Nel nostro paese c’è chi usa il movimento francese Nuit Debut e in generale le mobilitazioni in corso in tutta Europa – prima ancora che in Francia, c’è stata “la stagione” della Grecia e della Spagna – per fare paragoni con l’Italia: qui da noi le masse popolari sarebbero ancora assopite. In verità la storia recente di questi paesi mostra che non c’è un nesso diretto tra le condizioni materiali di vita delle masse popolari e il loro livello di combattività; l’aspetto determinante per elevare il livello dello scontro sono le concezioni, le linee e gli obiettivi che si pongono i dirigenti del movimento popolare. In tal senso è molto positivo l’esempio francese, perché non si pone nell’ottica della lunga marcia nelle istituzioni, ma, sempre riprendendo le dichiarazioni di Lordon, punta a “riscrivere la Costituzione (…) questa nostra Repubblica dovrebbe avere come missione quella di abolire il principio della proprietà dei mezzi di produzione a fini di lucro e instaurare la proprietà d’uso: i mezzi di produzione non appartengono agli azionisti, ai proprietari, ai capitalisti: devono appartenere a chi si serve di questi ultimi, oltre le finalità speculative”.

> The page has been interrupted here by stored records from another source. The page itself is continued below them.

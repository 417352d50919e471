//! chart-engine-rs: typed chart-configuration builder.
//!
//! This crate assembles Chart.js-v2-shaped configuration records from
//! high-level chart requests (line, time series, bar, gauge) and bridges the
//! charting library's pluggable date-adapter seam to a caller-supplied
//! date/time implementation. Rendering itself stays behind the
//! [`render::ChartBackend`] trait; this crate never touches a drawing
//! surface.

pub mod api;
pub mod core;
pub mod error;
pub mod render;
pub mod telemetry;
pub mod time;

pub use api::{
    BarChart, ChartRenderer, ConfigureToggles, GaugeChart, LineChart, TimeSeriesChart, configure,
};
pub use core::{ChartConfig, ChartKind};
pub use error::{ChartError, ChartResult};
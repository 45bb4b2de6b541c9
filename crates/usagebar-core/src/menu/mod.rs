//! Tray menu: click identifiers, the settings-derived projection, and the
//! controller that applies clicks.

pub mod action;
pub mod controller;
pub mod model;

pub use action::{
    interval_id, notify_id, MenuAction, INTERVAL_PREFIX, NOTIFY_PREFIX, QUIT_ID, REFRESH_NOW_ID,
    SHOW_HIDE_ID, START_LOGIN_ID,
};
pub use controller::{ClickOutcome, MenuController, MenuError};
pub use model::{CheckItem, MenuEntry, RadioGroup, TrayMenu};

Il movimento in corso in Francia dimostra che la rottura di vincoli e leggi imposti dai padroni è un grande catalizzatore della mobilitazione popolare; insegna inoltre che ogni lotta specifica è capace di aggregare e mobilitare vasti settori popolari quanto più mette in discussione l’intero assetto politico della classe dominante, oltrepassando le leggi e i vincoli e sviluppando legami e organizzazione tra le masse popolari. Mirando in alto, perché il capitalismo non ha più nessuna prospettiva da offrire.